Nicholas Perrin and Richard B. Hays (eds) (2011). Jesus, Paul, and the People of God: A Theological Dialogue with N.T. Wright. Downers Grove, IL: IVP Academic.
This is the seventh part of a ten post series on Nicholas Perrin’s and Richard B. Hays’, eds., Jesus, Paul, and the People of God: A Theological Dialogue with N.T. Wright. Daniel James Levy has partnered with me to write a review of each chapter. To see previous posts scroll to the bottom of this one for a list. Today we will be discussing Jeremy S. Begbie’s contribution.
Jeremy S. Begbie, “The Shape of Things to Come: Wright Amidst Emerging Ecclesiologies”
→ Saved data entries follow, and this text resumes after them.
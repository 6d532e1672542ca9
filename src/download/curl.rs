//! cURL invocation: command construction, resume handling, credentials.

use std::path::{Path, PathBuf};

use async_trait::async_trait;
use tokio::process::Command;
use tracing::{debug, info, instrument, warn};
use url::Url;

use crate::config::{AuthEntry, Config};

use super::error::{CURL_RANGE_ERROR, FetchError};
use super::filename::resolve_filename;

/// Arguments every transfer starts from.
///
/// `--location-trusted` follows redirects (re-sending credentials to the
/// redirect target); `--fail` turns HTTP error responses into non-zero exit
/// codes, which is the only success signal this tool reads.
const CURL_BASE: &[&str] = &["--location-trusted", "--fail"];

/// An external download command.
///
/// The engine only depends on this trait, so tests can substitute a
/// scripted fake for the real cURL process.
#[async_trait]
pub trait Downloader: Send + Sync {
    /// Fetches `url` into `dest_dir`, returning the destination path.
    ///
    /// Success and failure are determined by the external process's exit
    /// status; a returned path does not imply any content validation.
    async fn fetch(&self, url: &str, dest_dir: &Path) -> Result<PathBuf, FetchError>;
}

/// cURL-backed [`Downloader`].
pub struct CurlDownloader {
    binary: PathBuf,
    extra_args: Vec<String>,
    auth: Vec<AuthEntry>,
}

impl CurlDownloader {
    /// Creates a downloader with an explicit binary path.
    #[must_use]
    pub fn new(binary: PathBuf, extra_args: Vec<String>, auth: Vec<AuthEntry>) -> Self {
        Self {
            binary,
            extra_args,
            auth,
        }
    }

    /// Builds a downloader from config: `curl_path` when set, otherwise
    /// `curl` discovered in PATH. A bare `curl_path` name is also resolved
    /// through PATH, so a missing downloader surfaces before the queue is
    /// touched.
    ///
    /// # Errors
    ///
    /// Returns [`FetchError::DownloaderNotFound`] when no binary can be found.
    pub fn from_config(config: &Config) -> Result<Self, FetchError> {
        let binary = match &config.curl_path {
            Some(path) => resolve_binary(path)?,
            None => which::which("curl").map_err(|_| FetchError::DownloaderNotFound {
                name: "curl".to_string(),
            })?,
        };
        debug!(binary = %binary.display(), "using downloader");
        Ok(Self::new(
            binary,
            config.curl_args.clone(),
            config.auth.clone(),
        ))
    }

    /// Returns extra cURL arguments authenticating `url`, or none.
    ///
    /// The first credential entry whose host pattern is a substring of the
    /// URL's host wins; entries keep config file order.
    fn auth_args(&self, url: &str) -> Vec<String> {
        let Some(host) = Url::parse(url)
            .ok()
            .and_then(|u| u.host_str().map(str::to_string))
        else {
            return Vec::new();
        };

        for entry in &self.auth {
            if host.contains(&entry.host_pattern) {
                debug!(host = %host, pattern = %entry.host_pattern, "matched credentials");
                return vec![
                    "-u".to_string(),
                    format!("{}:{}", entry.username, entry.password),
                ];
            }
        }
        Vec::new()
    }

    /// Sends a HEAD probe and returns the raw header block, if it succeeds.
    ///
    /// Probe failures are never fatal; the filename falls back to the URL.
    async fn probe_headers(&self, url: &str) -> Option<String> {
        let mut command = Command::new(&self.binary);
        command.args(CURL_BASE).arg("-Is");
        command.args(self.auth_args(url));
        command.arg(url);

        match command.output().await {
            Ok(output) if output.status.success() => {
                Some(String::from_utf8_lossy(&output.stdout).into_owned())
            }
            Ok(output) => {
                debug!(status = ?output.status.code(), "HEAD probe failed, falling back to URL filename");
                None
            }
            Err(err) => {
                debug!(error = %err, "HEAD probe could not run");
                None
            }
        }
    }

    /// Builds the transfer argument list.
    fn transfer_args(&self, url: &str, dest: &Path, resume: bool) -> Vec<std::ffi::OsString> {
        let mut args: Vec<std::ffi::OsString> = CURL_BASE.iter().map(Into::into).collect();
        args.push("-o".into());
        args.push(dest.as_os_str().to_os_string());
        for arg in self.auth_args(url) {
            args.push(arg.into());
        }
        if resume {
            args.push("-C".into());
            args.push("-".into());
        }
        for arg in &self.extra_args {
            args.push(arg.into());
        }
        args.push(url.into());
        args
    }
}

/// Resolves a configured downloader path: explicit paths pass through,
/// bare names go through PATH lookup.
fn resolve_binary(path: &Path) -> Result<PathBuf, FetchError> {
    if path.components().count() > 1 {
        return Ok(path.to_path_buf());
    }
    which::which(path).map_err(|_| FetchError::DownloaderNotFound {
        name: path.display().to_string(),
    })
}

#[async_trait]
impl Downloader for CurlDownloader {
    #[instrument(skip(self, dest_dir), fields(url = %url))]
    async fn fetch(&self, url: &str, dest_dir: &Path) -> Result<PathBuf, FetchError> {
        if !dest_dir.exists() {
            std::fs::create_dir_all(dest_dir).map_err(|err| FetchError::DestDir {
                path: dest_dir.to_path_buf(),
                source: err,
            })?;
        }

        let headers = self.probe_headers(url).await;
        let filename = resolve_filename(url, headers.as_deref());
        let dest = dest_dir.join(filename);

        // Try to resume a partial file from an earlier attempt.
        let mut resume = dest.exists();
        loop {
            if resume {
                info!(dest = %dest.display(), "resuming existing file");
            }
            let status = Command::new(&self.binary)
                .args(self.transfer_args(url, &dest, resume))
                .status()
                .await
                .map_err(|err| FetchError::spawn(&self.binary, err))?;

            match status.code() {
                Some(0) => return Ok(dest),
                Some(CURL_RANGE_ERROR) if resume => {
                    // Server cannot serve ranges: restart from scratch, once.
                    warn!("resume failed; starting over");
                    resume = false;
                }
                Some(code) => return Err(FetchError::exit_code(url, code)),
                None => return Err(FetchError::Terminated {
                    url: url.to_string(),
                }),
            }
        }
    }
}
Begbie begins by pointing out the influx of literature related to ecclesiology in the last couple of decades. Most books and articles have been characterized by a fascination with people “who may be attracted by the person of Christ and a broadly based ‘spirituality’ but who shrink at the idea of joining a local congregation’ (p. 183). These types have been characterized as the “emerging church” which “can embody and promote an effective missional engagement with late- or postmodern society, especially with the unchurched”(p. 184). What is surprising is that this group is “young”. They “challenge long-running assumptions”. They’re against anything that snacks of “professional management, centralized organizational structure, control through tight hierarchies, strong ties to places and buildings, and so forth” yet most admire Wright who was “an Anglican bishop, well past his first flush of youth, a powerful figurehead in an ancient institution many would regard a highly bureaucratic…a major land-owner with a huge commitment to buildings, able to move only with glacial slowness down antediluvian ecclesiastical valleys.” (p. 185)
So why do “emerging church” types like N.T. Wright?
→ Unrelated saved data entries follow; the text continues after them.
//! High-level operations behind the CLI commands.
//!
//! `add` and `list` are thin, but they own the cross-file invariant: a URL
//! lives in at most one of {queue, failure file}, so enqueueing a
//! previously-failed URL clears its failure entry and attempt count.

use thiserror::Error;
use tracing::{debug, info};
use url::Url;

use crate::config::Config;
use crate::failure::{FailureLog, FailureLogError};
use crate::queue::{QueueError, QueueFile};
use crate::state::{StateError, StateStore};

/// URL schemes the external downloader is expected to handle.
const ACCEPTED_SCHEMES: &[&str] = &["http", "https", "ftp", "ftps"];

/// Errors from queue-manipulation operations.
#[derive(Debug, Error)]
pub enum OpsError {
    /// One or more inputs were not downloadable URLs; nothing was enqueued.
    #[error(
        "not downloadable URLs: {}\n  Suggestion: URLs must start with http://, https://, ftp://, or ftps://",
        urls.join(", ")
    )]
    InvalidUrls {
        /// The rejected inputs.
        urls: Vec<String>,
    },

    /// Queue file operation failed.
    #[error(transparent)]
    Queue(#[from] QueueError),

    /// State file operation failed.
    #[error(transparent)]
    State(#[from] StateError),

    /// Failure file operation failed.
    #[error(transparent)]
    Failure(#[from] FailureLogError),
}

/// Result of an `add` operation.
#[derive(Debug, Default, Clone, PartialEq, Eq)]
pub struct AddOutcome {
    /// URLs appended to the queue, in input order.
    pub added: Vec<String>,
    /// Inputs skipped because the URL is already queued (or repeated in the
    /// same invocation).
    pub skipped: Vec<String>,
    /// URLs that had a failure file entry cleared, i.e. explicit retries.
    pub retried: Vec<String>,
}

/// A read-only view of the queue for display.
#[derive(Debug, Clone, PartialEq, Eq)]
pub struct QueueSnapshot {
    /// Queued URLs in download order.
    pub queued: Vec<String>,
    /// URL currently being downloaded by a running consumer, if any.
    pub current: Option<String>,
}

/// Validates and appends URLs to the queue.
///
/// All-or-nothing on validation: when any input is rejected, nothing is
/// enqueued. Re-adding a URL from the failure file removes it there and
/// resets its attempt count; URLs already queued are skipped.
///
/// # Errors
///
/// Returns [`OpsError::InvalidUrls`] listing every rejected input, or a file
/// store error.
pub fn add_urls(config: &Config, urls: &[String]) -> Result<AddOutcome, OpsError> {
    let invalid: Vec<String> = urls
        .iter()
        .filter(|url| !is_downloadable_url(url))
        .cloned()
        .collect();
    if !invalid.is_empty() {
        return Err(OpsError::InvalidUrls { urls: invalid });
    }

    let queue = QueueFile::new(&config.queue);
    let failures = FailureLog::new(&config.failed);
    let state = StateStore::new(&config.state);

    let mut outcome = AddOutcome::default();
    for url in urls {
        if outcome.added.contains(url) || queue.contains(url)? {
            debug!(url = %url, "already queued, skipping");
            outcome.skipped.push(url.clone());
            continue;
        }
        if failures.remove(url)? {
            state.clear_attempts(url)?;
            info!(url = %url, "cleared failure entry for retry");
            outcome.retried.push(url.clone());
        }
        outcome.added.push(url.clone());
    }

    queue.append(&outcome.added)?;
    Ok(outcome)
}

/// Returns the queue contents plus the in-flight URL.
///
/// # Errors
///
/// Returns a file store error when the queue or state file is unreadable.
pub fn queue_snapshot(config: &Config) -> Result<QueueSnapshot, OpsError> {
    let queued = QueueFile::new(&config.queue).load()?;
    let current = StateStore::new(&config.state).current()?;
    Ok(QueueSnapshot { queued, current })
}

/// Returns the failure file contents.
///
/// # Errors
///
/// Returns a file store error when the failure file is unreadable.
pub fn failed_urls(config: &Config) -> Result<Vec<String>, OpsError> {
    Ok(FailureLog::new(&config.failed).list()?)
}

/// Returns true when the input parses as a URL with an accepted scheme.
fn is_downloadable_url(input: &str) -> bool {
    Url::parse(input)
        .map(|url| ACCEPTED_SCHEMES.contains(&url.scheme()))
        .unwrap_or(false)
}
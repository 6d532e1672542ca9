//! Queue file management.
//!
//! The queue is a plain text file, one URL per line, attempted in file
//! order. Producers (the `add` command, or anything else) append; the run
//! loop consumes from the head. Appends go through `O_APPEND` so concurrent
//! producers cannot interleave partial lines; removal rewrites the file in
//! place (seek to start, truncate, write survivors) and matches by value,
//! so lines appended while a download was in flight survive the rewrite.
//!
//! # Example
//!
//! ```no_run
//! use dq_core::queue::QueueFile;
//!
//! # fn main() -> Result<(), dq_core::queue::QueueError> {
//! let queue = QueueFile::new("/home/me/.dqlist");
//! queue.append(&["https://example.com/a.iso".to_string()])?;
//! if let Some(url) = queue.front()? {
//!     // ... download it ...
//!     queue.remove(&url)?;
//! }
//! # Ok(())
//! # }
//! ```

mod error;

pub use error::QueueError;

use std::fs::OpenOptions;
use std::io::{ErrorKind, Read, Seek, SeekFrom, Write};
use std::path::{Path, PathBuf};

use tracing::{debug, instrument};

/// Result type for queue operations.
pub type Result<T> = std::result::Result<T, QueueError>;

/// Line-oriented queue of pending URLs backed by a text file.
///
/// A missing file is an empty queue, never an error; it is created on the
/// first append.
#[derive(Debug, Clone)]
pub struct QueueFile {
    path: PathBuf,
}

impl QueueFile {
    /// Creates a queue handle for the given file path.
    #[must_use]
    pub fn new(path: impl Into<PathBuf>) -> Self {
        Self { path: path.into() }
    }

    /// Returns the underlying file path.
    #[must_use]
    pub fn path(&self) -> &Path {
        &self.path
    }

    /// Returns all queued URLs in file order.
    ///
    /// Blank lines and surrounding whitespace are ignored.
    ///
    /// # Errors
    ///
    /// Returns [`QueueError::Read`] if the file exists but cannot be read.
    pub fn load(&self) -> Result<Vec<String>> {
        match std::fs::read_to_string(&self.path) {
            Ok(raw) => Ok(parse_lines(&raw)),
            Err(err) if err.kind() == ErrorKind::NotFound => Ok(Vec::new()),
            Err(err) => Err(QueueError::read(&self.path, err)),
        }
    }

    /// Returns the first queued URL, if any.
    ///
    /// # Errors
    ///
    /// Returns [`QueueError::Read`] if the file exists but cannot be read.
    pub fn front(&self) -> Result<Option<String>> {
        Ok(self.load()?.into_iter().next())
    }

    /// Returns true when `url` has a queue entry.
    ///
    /// # Errors
    ///
    /// Returns [`QueueError::Read`] if the file exists but cannot be read.
    pub fn contains(&self, url: &str) -> Result<bool> {
        Ok(self.load()?.iter().any(|queued| queued == url))
    }

    /// Appends URLs to the end of the queue, creating the file if needed.
    ///
    /// The file is opened in append mode, so a producer appending while the
    /// run loop holds the head cannot corrupt existing lines.
    ///
    /// # Errors
    ///
    /// Returns [`QueueError::Write`] if the file cannot be opened or written.
    #[instrument(skip(self, urls), fields(queue = %self.path.display(), count = urls.len()))]
    pub fn append(&self, urls: &[String]) -> Result<()> {
        if urls.is_empty() {
            return Ok(());
        }
        let mut file = OpenOptions::new()
            .create(true)
            .append(true)
            .open(&self.path)
            .map_err(|err| QueueError::write(&self.path, err))?;
        let mut block = String::new();
        for url in urls {
            block.push_str(url);
            block.push('\n');
        }
        file.write_all(block.as_bytes())
            .map_err(|err| QueueError::write(&self.path, err))?;
        debug!(count = urls.len(), "appended to queue");
        Ok(())
    }

    /// Removes the first queue entry matching `url`.
    ///
    /// The whole file is re-read inside the same open, then rewritten from
    /// the start: entries appended by a producer since the download began
    /// are re-read here and therefore preserved. Returns true when an entry
    /// was removed.
    ///
    /// # Errors
    ///
    /// Returns [`QueueError::Read`] / [`QueueError::Write`] on IO failure.
    #[instrument(skip(self), fields(queue = %self.path.display(), url = %url))]
    pub fn remove(&self, url: &str) -> Result<bool> {
        let mut file = match OpenOptions::new().read(true).write(true).open(&self.path) {
            Ok(file) => file,
            Err(err) if err.kind() == ErrorKind::NotFound => return Ok(false),
            Err(err) => return Err(QueueError::read(&self.path, err)),
        };

        let mut raw = String::new();
        file.read_to_string(&mut raw)
            .map_err(|err| QueueError::read(&self.path, err))?;

        let queued = parse_lines(&raw);
        let Some(index) = queued.iter().position(|entry| entry == url) else {
            return Ok(false);
        };

        let mut survivors = String::new();
        for (i, entry) in queued.iter().enumerate() {
            if i == index {
                continue;
            }
            survivors.push_str(entry);
            survivors.push('\n');
        }

        file.seek(SeekFrom::Start(0))
            .map_err(|err| QueueError::write(&self.path, err))?;
        file.set_len(0)
            .map_err(|err| QueueError::write(&self.path, err))?;
        file.write_all(survivors.as_bytes())
            .map_err(|err| QueueError::write(&self.path, err))?;

        debug!("removed from queue");
        Ok(true)
    }
}

/// Parses queue file content into URLs, skipping blank lines.
fn parse_lines(raw: &str) -> Vec<String> {
    raw.lines()
        .map(str::trim)
        .filter(|line| !line.is_empty())
        .map(str::to_string)
        .collect()
}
This is what Begbie seeks to answer, especially as it relates to his reading of the Apostle Paul.
Five Features of Wright’s Ecclesiology:
Begbie begins by looking at five characteristics of Wright’s ecclesiology:
(1) Integral: The church is central to Wright (and Paul’s) theological vision. This matters to those thinking about the future of the church. Part of being saved is being part of the community of Christ.
Wright reacts against a Protestantism that is founded on “voluntarist contractualism”. This is how Begbie describes it:
“….a philosophically and politically shaped individualism still very much alive in our culture, fueled by the liberal ideology of choice. In this scheme individuals secure their identity prior to being part of the church by exercising a wholly unconstrained act of will in response to the gospel, a cognitive and conscious decision for Christ that ensures salvation and a place in heaven. Subsequently, and through a quite distinct act of the will, the saved person joins a church, understood in purely visible and localized terms, and as an aggregate of individual believers, related to each other (solely?) by virtue of their resolution to commit to Christ and to this particular group. Thus relationships within the church are seen as merely instrumental to the strengthening of each member’s ‘relationship with the Lord.’”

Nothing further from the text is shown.